透明でねっとりとした液体。嫌な予感がした。
「や、ルドヴィック、まさか――」
逃げようとする俺の身体を、ルドヴィックががっちりつかむ。
「逃げないで。……抵抗するなら縛るって言ったよね?」
ぴしゃりと告げられ、俺の身体の動きが止まった。
「そう、いい子。……ほぐすから、ちょっと力抜いてね」
「――ぁっ」
液体をまとったルドヴィックの指が、後孔に触れた。
指がぐぐっと押し込まれていく。
「やだ、待って――」
せめて覚悟を決めるまで待ってほしい。
首をぶんぶんと横に振るのに、ルドヴィックの指は容赦なく体内を刺激する。
気持ちよくないはずなのに、腸壁をこすられるたびに甘い吐息が漏れた。
「ぁ、あっ、やぁ」
脚が震える。身体がびくびくしている。
なんか、腹の中熱くなってきたかも……。
「指、増やすからがんばって」
二本目の指をねじ込まれた。
狭い孔の中で二本の指が動き回る。こじ開けるようにナカをかき回されて、陰茎の先端からだらだらと先走りがあふれた。

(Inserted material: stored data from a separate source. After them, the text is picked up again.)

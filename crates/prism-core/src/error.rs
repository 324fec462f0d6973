//! Error types for the engine.

use thiserror::Error;

/// Engine-wide error type.
#[derive(Error, Debug)]
pub enum Error {
    /// I/O error
    #[error("I/O error: {0}")]
    Io(#[from] std::io::Error),

    /// Configuration file could not be parsed
    #[error("Configuration error: {0}")]
    Config(#[from] toml::de::Error),

    /// Statistics or configuration could not be serialized
    #[error("Serialization error: {0}")]
    Serialization(#[from] toml::ser::Error),
}

/// Result type alias using our Error type.
pub type Result<T> = std::result::Result<T, Error>;
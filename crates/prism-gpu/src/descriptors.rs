//! Descriptor set management.
//!
//! A [`ResourceDescriptor`] owns one layout, one pool and one set per
//! swapchain image. Bindings and write templates are collected first; the
//! binding slot of each write is its position in the list. `finalize`
//! creates the Vulkan objects and updates every set with every write.

use crate::error::{GpuError, Result};
use ash::vk;

/// One slot in the layout.
#[derive(Debug, Clone, Copy, PartialEq, Eq)]
pub struct LayoutBinding {
    pub descriptor_type: vk::DescriptorType,
    pub stages: vk::ShaderStageFlags,
    /// Array length, 1 for plain descriptors.
    pub count: u32,
}

impl LayoutBinding {
    /// Uniform buffer binding.
    pub fn uniform_buffer(stages: vk::ShaderStageFlags) -> Self {
        Self {
            descriptor_type: vk::DescriptorType::UNIFORM_BUFFER,
            stages,
            count: 1,
        }
    }

    /// Combined image sampler binding.
    pub fn combined_image_sampler(stages: vk::ShaderStageFlags) -> Self {
        Self {
            descriptor_type: vk::DescriptorType::COMBINED_IMAGE_SAMPLER,
            stages,
            count: 1,
        }
    }
}

/// What a write points at.
#[derive(Debug, Clone)]
pub enum DescriptorResource {
    /// One buffer per set, indexed by set.
    PerSetBuffers(Vec<vk::DescriptorBufferInfo>),
    /// The same buffer in every set.
    Buffer(vk::DescriptorBufferInfo),
    /// The same image in every set.
    Image(vk::DescriptorImageInfo),
}

/// A write template; the target set and slot are filled in at finalize.
#[derive(Debug, Clone)]
pub struct DescriptorWrite {
    pub descriptor_type: vk::DescriptorType,
    pub resource: DescriptorResource,
}

impl DescriptorWrite {
    /// One uniform buffer per set.
    pub fn per_set_uniform_buffers(buffers: impl IntoIterator<Item = (vk::Buffer, u64)>) -> Self {
        Self {
            descriptor_type: vk::DescriptorType::UNIFORM_BUFFER,
            resource: DescriptorResource::PerSetBuffers(
                buffers
                    .into_iter()
                    .map(|(buffer, range)| {
                        vk::DescriptorBufferInfo::default()
                            .buffer(buffer)
                            .offset(0)
                            .range(range)
                    })
                    .collect(),
            ),
        }
    }

    /// A sampled texture in shader-read-only layout.
    pub fn combined_image_sampler(view: vk::ImageView, sampler: vk::Sampler) -> Self {
        Self {
            descriptor_type: vk::DescriptorType::COMBINED_IMAGE_SAMPLER,
            resource: DescriptorResource::Image(
                vk::DescriptorImageInfo::default()
                    .image_view(view)
                    .sampler(sampler)
                    .image_layout(vk::ImageLayout::SHADER_READ_ONLY_OPTIMAL),
            ),
        }
    }
}

/// Resource of a planned write.
#[derive(Debug, Clone, Copy)]
pub enum PlannedResource {
    Buffer(vk::DescriptorBufferInfo),
    Image(vk::DescriptorImageInfo),
}

/// A write resolved to a concrete set index and binding slot.
#[derive(Debug, Clone, Copy)]
pub struct PlannedWrite {
    pub set: usize,
    pub binding: u32,
    pub descriptor_type: vk::DescriptorType,
    pub resource: PlannedResource,
}
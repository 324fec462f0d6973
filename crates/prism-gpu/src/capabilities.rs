//! GPU capability detection.

use ash::vk;
use std::ffi::CStr;

/// GPU vendor identification.
#[derive(Debug, Clone, Copy, PartialEq, Eq, Hash)]
pub enum GpuVendor {
    Nvidia,
    Amd,
    Intel,
    Apple,
    Other(u32),
}

impl GpuVendor {
    /// Identify vendor from PCI vendor ID.
    pub fn from_vendor_id(id: u32) -> Self {
        match id {
            0x10DE => Self::Nvidia,
            0x1002 => Self::Amd,
            0x8086 => Self::Intel,
            0x106B => Self::Apple,
            other => Self::Other(other),
        }
    }
}

/// Detected GPU capabilities.
#[derive(Debug, Clone)]
pub struct GpuCapabilities {
    /// GPU vendor
    pub vendor: GpuVendor,
    /// Device name
    pub device_name: String,
    /// Physical device type
    pub device_type: vk::PhysicalDeviceType,
    /// Vulkan API version
    pub api_version: u32,
    /// Driver version
    pub driver_version: u32,

    /// Device-local memory in MB
    pub device_local_memory_mb: u64,
    /// Maximum memory allocation count
    pub max_memory_allocation_count: u32,

    /// Anisotropic filtering support
    pub supports_sampler_anisotropy: bool,
    /// Maximum sampler anisotropy
    pub max_sampler_anisotropy: f32,

    /// Queue family flags and queue counts, indexed by family
    pub queue_families: Vec<(vk::QueueFlags, u32)>,
}

impl GpuCapabilities {
    /// Query capabilities from a physical device.
    ///
    /// # Safety
    /// The instance and physical device must be valid.
    pub unsafe fn query(instance: &ash::Instance, physical_device: vk::PhysicalDevice) -> Self {
        let properties = instance.get_physical_device_properties(physical_device);
        let features = instance.get_physical_device_features(physical_device);
        let memory_properties = instance.get_physical_device_memory_properties(physical_device);
        let families = instance.get_physical_device_queue_family_properties(physical_device);

        let device_name = CStr::from_ptr(properties.device_name.as_ptr())
            .to_string_lossy()
            .into_owned();

        Self {
            vendor: GpuVendor::from_vendor_id(properties.vendor_id),
            device_name,
            device_type: properties.device_type,
            api_version: properties.api_version,
            driver_version: properties.driver_version,

            device_local_memory_mb: device_local_bytes(&memory_properties) / (1024 * 1024),
            max_memory_allocation_count: properties.limits.max_memory_allocation_count,

            supports_sampler_anisotropy: features.sampler_anisotropy == vk::TRUE,
            max_sampler_anisotropy: properties.limits.max_sampler_anisotropy,

            queue_families: families
                .iter()
                .map(|f| (f.queue_flags, f.queue_count))
                .collect(),
        }
    }

    /// Get a human-readable summary of capabilities.
    pub fn summary(&self) -> String {
        format!(
            "{} ({:?}, {}) - Vulkan {}.{}.{} - {} MB VRAM",
            self.device_name,
            self.vendor,
            device_type_name(self.device_type),
            vk::api_version_major(self.api_version),
            vk::api_version_minor(self.api_version),
            vk::api_version_patch(self.api_version),
            self.device_local_memory_mb,
        )
    }

    /// Log the full device report.
    pub fn log_report(&self) {
        tracing::info!("GPU: {}", self.device_name);
        tracing::info!("  Type: {}", device_type_name(self.device_type));
        tracing::info!("  Vendor: {:?}", self.vendor);
        tracing::info!(
            "  API version: {}.{}.{}",
            vk::api_version_major(self.api_version),
            vk::api_version_minor(self.api_version),
            vk::api_version_patch(self.api_version)
        );
        tracing::info!("  Driver version: {:#x}", self.driver_version);
        tracing::info!("  Device-local memory: {} MB", self.device_local_memory_mb);
        tracing::info!(
            "  Sampler anisotropy: {} (max {})",
            self.supports_sampler_anisotropy,
            self.max_sampler_anisotropy
        );
        for (index, (flags, count)) in self.queue_families.iter().enumerate() {
            tracing::info!("  Queue family {index}: {count} queue(s), {flags:?}");
        }
    }
}

/// Sum of all device-local heap sizes in bytes.
pub fn device_local_bytes(memory: &vk::PhysicalDeviceMemoryProperties) -> u64 {
    memory
        .memory_heaps
        .iter()
        .take(memory.memory_heap_count as usize)
        .filter(|heap| heap.flags.contains(vk::MemoryHeapFlags::DEVICE_LOCAL))
        .map(|heap| heap.size)
        .sum()
}

/// Readable name of a physical device type.
pub fn device_type_name(device_type: vk::PhysicalDeviceType) -> &'static str {
    match device_type {
        vk::PhysicalDeviceType::DISCRETE_GPU => "discrete",
        vk::PhysicalDeviceType::INTEGRATED_GPU => "integrated",
        vk::PhysicalDeviceType::VIRTUAL_GPU => "virtual",
        vk::PhysicalDeviceType::CPU => "cpu",
        _ => "other",
    }
}

#[cfg(test)]
mod tests {
    use super::*;

    #[test]
    fn vendor_identification() {
        assert_eq!(GpuVendor::from_vendor_id(0x10DE), GpuVendor::Nvidia);
        assert_eq!(GpuVendor::from_vendor_id(0x1002), GpuVendor::Amd);
        assert_eq!(GpuVendor::from_vendor_id(0x8086), GpuVendor::Intel);
        assert_eq!(GpuVendor::from_vendor_id(0x1234), GpuVendor::Other(0x1234));
    }

    #[test]
    fn device_local_bytes_ignores_host_heaps() {
        let mut memory = vk::PhysicalDeviceMemoryProperties {
            memory_heap_count: 3,
            ..Default::default()
        };
        memory.memory_heaps[0] = vk::MemoryHeap {
            size: 4 << 30,
            flags: vk::MemoryHeapFlags::DEVICE_LOCAL,
        };
        memory.memory_heaps[1] = vk::MemoryHeap {
            size: 16 << 30,
            flags: vk::MemoryHeapFlags::empty(),
        };
        memory.memory_heaps[2] = vk::MemoryHeap {
            size: 256 << 20,
            flags: vk::MemoryHeapFlags::DEVICE_LOCAL,
        };
        // Heaps past the count are ignored.
        memory.memory_heaps[3] = vk::MemoryHeap {
            size: 1 << 40,
            flags: vk::MemoryHeapFlags::DEVICE_LOCAL,
        };

        assert_eq!(device_local_bytes(&memory), (4 << 30) + (256 << 20));
    }

    #[test]
    fn device_type_names() {
        assert_eq!(device_type_name(vk::PhysicalDeviceType::DISCRETE_GPU), "discrete");
        assert_eq!(device_type_name(vk::PhysicalDeviceType::CPU), "cpu");
        assert_eq!(device_type_name(vk::PhysicalDeviceType::OTHER), "other");
    }
}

(はじめてなのに! なんで後ろで感じてるんだ……!?)
それとも、これがBLゲームの世界の常識なのか。
わからないけど、小さな快感が生まれてくる。そして、快感は俺の中でじんわりと広がっていく。
「ナカきゅんきゅんしてる。……気持ちいいんだ」
「ちが、ちがっ!」
「嘘言わないで。こっちも反応してるのに」
もう片方の手で、俺の肉棒をルドヴィックが握った。
「両方刺激するから、いつでもイっていいよ」
「ぁ、それはっ――!」
そんなのダメだ。絶対におかしくなるから――!
「やだ、やだやだっ!」
逃れようともがいた。けど、ルドヴィックの指が奥のとある一点に触れたとき――身体に強い快楽が走る。
頭の中がスパークして、真っ白になる。気づけば、陰茎から白濁がこぼれていた。
「あれ、イっちゃった?」
意地悪く言われると、恥ずかしくてたまらない。
「ナカで簡単にイけるんだね。可愛い。抱かれるために生まれてきたみたい」
……そんなの、言わないでほしい。
「ここに俺が突っ込んであげるからね。ほかのやつには触らせないから」
ルドヴィックの手のひらが、優しく尻を撫でてくる。
苦しくてつらいのに、身体は反応する。快楽を求めるように、ナカがぎゅうっと締まった。
「……ノアム、泣いてるの?」
突然のルドヴィックの言葉に驚いた。
(泣いてるわけ――)
シーツに水滴が落ちた。
視界がゆがむ。水滴が頬を伝う。
「ひぐっ」
どうして俺は泣いているんだろうか。
ルドヴィックに手ひどく扱われたのがショックなのだろうか?
(だって俺、一時期の処理の相手だろ……? ルドヴィックには、リュリュがいるじゃん)
どうせ最後には手ひどく捨てられるのだ。期待してはいけないのに。
ルドヴィックの気持ちが俺にあったらいいなって。ありもしないことを考えて、期待して。一人勝手に、現実との差に打ちひしがれているのだ。